Authors Cleetus CM, Alvarez Primo F, Fregoso G, Lalitha Raveendran N, Noveron JC, Spencer CT, Ramana CV, Joddar B

Received 1 April 2020

Accepted for publication 3 June 2020

Published 15 July 2020 Volume 2020:15 Pages 5097—5111

DOI https://doi.org/10.2147/IJN.S255937

Checked for plagiarism Yes

Review by Single-blind

Peer reviewer comments 4

Editor who approved publication: Prof. Dr.

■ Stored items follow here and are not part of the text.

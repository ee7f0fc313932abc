//! Cancellable simulated operations.
//!
//! Every asynchronous call into a service receives an [`OperationToken`]. The workflow
//! controller keeps the token of the single operation it is waiting on; navigating away cancels
//! it, and a completion carrying a cancelled or superseded token is discarded.

use crate::{WorkflowError, WorkflowResult};
use serde::{Deserialize, Serialize};
use std::fmt;
use std::sync::atomic::{AtomicBool, Ordering};
use std::sync::Arc;
use std::time::Duration;
use tokio::sync::Notify;
use trialos_ids::PatientId;

/// The kinds of simulated work the workflow can wait on.
#[derive(Clone, Copy, Debug, PartialEq, Eq, Hash, Serialize, Deserialize)]
#[serde(rename_all = "snake_case")]
pub enum OperationKind {
    EhrConnect,
    EhrSearch,
    DocumentExtraction,
    TextAnalysis,
    ConsentDelivery,
    SignatureSave,
    Matching,
}

impl fmt::Display for OperationKind {
    fn fmt(&self, f: &mut fmt::Formatter<'_>) -> fmt::Result {
        let name = match self {
            OperationKind::EhrConnect => "EHR connect",
            OperationKind::EhrSearch => "EHR search",
            OperationKind::DocumentExtraction => "document extraction",
            OperationKind::TextAnalysis => "text analysis",
            OperationKind::ConsentDelivery => "consent delivery",
            OperationKind::SignatureSave => "signature save",
            OperationKind::Matching => "trial matching",
        };
        f.write_str(name)
    }
}

#[derive(Debug, Default)]
struct TokenInner {
    cancelled: AtomicBool,
    notify: Notify,
}

/// Cancellation handle shared between the controller and one in-flight service call.
#[derive(Clone, Debug, Default)]
pub struct OperationToken {
    inner: Arc<TokenInner>,
}

impl OperationToken {
    pub fn new() -> Self {
        Self::default()
    }

    /// Cancels the operation. Idempotent.
    pub fn cancel(&self) {
        if !self.inner.cancelled.swap(true, Ordering::SeqCst) {
            self.inner.notify.notify_waiters();
        }
    }

    pub fn is_cancelled(&self) -> bool {
        self.inner.cancelled.load(Ordering::SeqCst)
    }

    /// Resolves once [`cancel`](Self::cancel) has been called.
    pub async fn cancelled(&self) {
        loop {
            let notified = self.inner.notify.notified();
            if self.is_cancelled() {
                return;
            }
            notified.await;
        }
    }

    /// Returns `Err(Cancelled)` if the token has been cancelled.
    pub fn check(&self) -> WorkflowResult<()> {
        if self.is_cancelled() {
            Err(WorkflowError::Cancelled)
        } else {
            Ok(())
        }
    }

    /// True if both handles refer to the same operation.
    pub fn same_operation(&self, other: &OperationToken) -> bool {
        Arc::ptr_eq(&self.inner, &other.inner)
    }
}

/// Handle returned by the controller when an operation starts.
///
/// It must be handed back to the matching `complete_*` method; the controller ignores it if the
/// operation has since been cancelled or replaced.
#[derive(Clone, Debug)]
pub struct PendingOperation {
    kind: OperationKind,
    patient: Option<PatientId>,
    token: OperationToken,
}

impl PendingOperation {
    pub(crate) fn new(kind: OperationKind, patient: Option<PatientId>) -> Self {
        Self {
            kind,
            patient,
            token: OperationToken::new(),
        }
    }

    pub fn kind(&self) -> OperationKind {
        self.kind
    }

    pub fn patient(&self) -> Option<PatientId> {
        self.patient
    }

    pub fn token(&self) -> &OperationToken {
        &self.token
    }
}

/// Waits for `delay`, or fails with [`WorkflowError::Cancelled`] as soon as `token` is cancelled.
pub async fn simulate_delay(delay: Duration, token: &OperationToken) -> WorkflowResult<()> {
    token.check()?;
    if delay.is_zero() {
        return Ok(());
    }

    tokio::select! {
        _ = tokio::time::sleep(delay) => token.check(),
        _ = token.cancelled() => Err(WorkflowError::Cancelled),
    }
}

Thomas Webster


Carol M Cleetus,1 Fabian Alvarez Primo,1 Gisel Fregoso,2 Nivedita Lalitha Raveendran,3 Juan C Noveron,4 Charles T Spencer,5 Chinatalapalle V Ramana,3 Binata Joddar1

1Department of Metallurgical, Materials and Biomedical Engineering, The University of Texas at El Paso, El Paso, TX 79968, USA; 2Department of Electrical and Computer Engineering, The University of Texas at El Paso, El Paso, TX 79968, USA; 3Department of Mechanical Engineering, The University of Texas at El Paso, El Paso, TX 79968, USA; 4Department of Chemistry and Biochemistry, The University of Texas at El Paso, El Paso, TX 79968, USA; 5Department of Biological Sciences, The University of Texas at El Paso, El Paso, TX 79968, USA

Correspondence: Binata Joddar Email bjoddar@utep.edu

Introduction: In this in-vitro study, we designed a 3D printed composite of zinc oxide (ZnO) nanoparticles (NPs) with photocatalytic activities encapsulated within hydrogel (alginate) constructs, for antibacterial purposes applicable towards wound healing. We primarily sought to confirm the mechanical properties and cell compatibility of these ZnO NP infused scaffolds.
Methods: The antibacterial property of the ZnO NPs was confirmed by hydroxyl radical generation using ultraviolet (U.V.) photocatalysis. Titanium dioxide (TiO2), a well-known antibacterial compound, was used as a positive control (1% w/v) for the ZnO NP-based alginate constructs and their antibacterial efficacies compared. Among the ZnO group, 3D printed gels containing 0.5% and 1% w/v of ZnO were analyzed and compared with manually casted samples via SEM, swelling evaluation, and rheological analysis. Envisioning an in-vivo application for the 3D printed ZnO NP-based alginates, we studied their antibacterial properties by bacterial broth testing, cytocompatibility via live/dead assay, and moisture retention capabilities utilizing a humidity sensor.
Results: 3D printed constructs revealed significantly greater pore sizes and enhanced structural stability compared to manually casted samples. For all samples, the addition of ZnO or TiO2 resulted in significantly stiffer gels in comparison with the alginate control. Bacterial resistance testing on Staphylococcus epidermidis indicated the addition of ZnO NPs to the gels decreased bacterial growth when compared to the alginate only gels. Cell viability of STO-fibroblasts was not adversely affected by the addition of ZnO NPs to the alginate gels. Furthermore, the addition of increasing doses of ZnO NPs to the alginate demonstrated increased humidity retention in gels.
Discussion: The customization of 3D printed alginates containing antibacterial ZnO NPs leads to an alternative that allows accessible mobility of molecular exchange required for improving chronic wound healing. This scaffold can provide a cost-effective and durable antibacterial treatment option.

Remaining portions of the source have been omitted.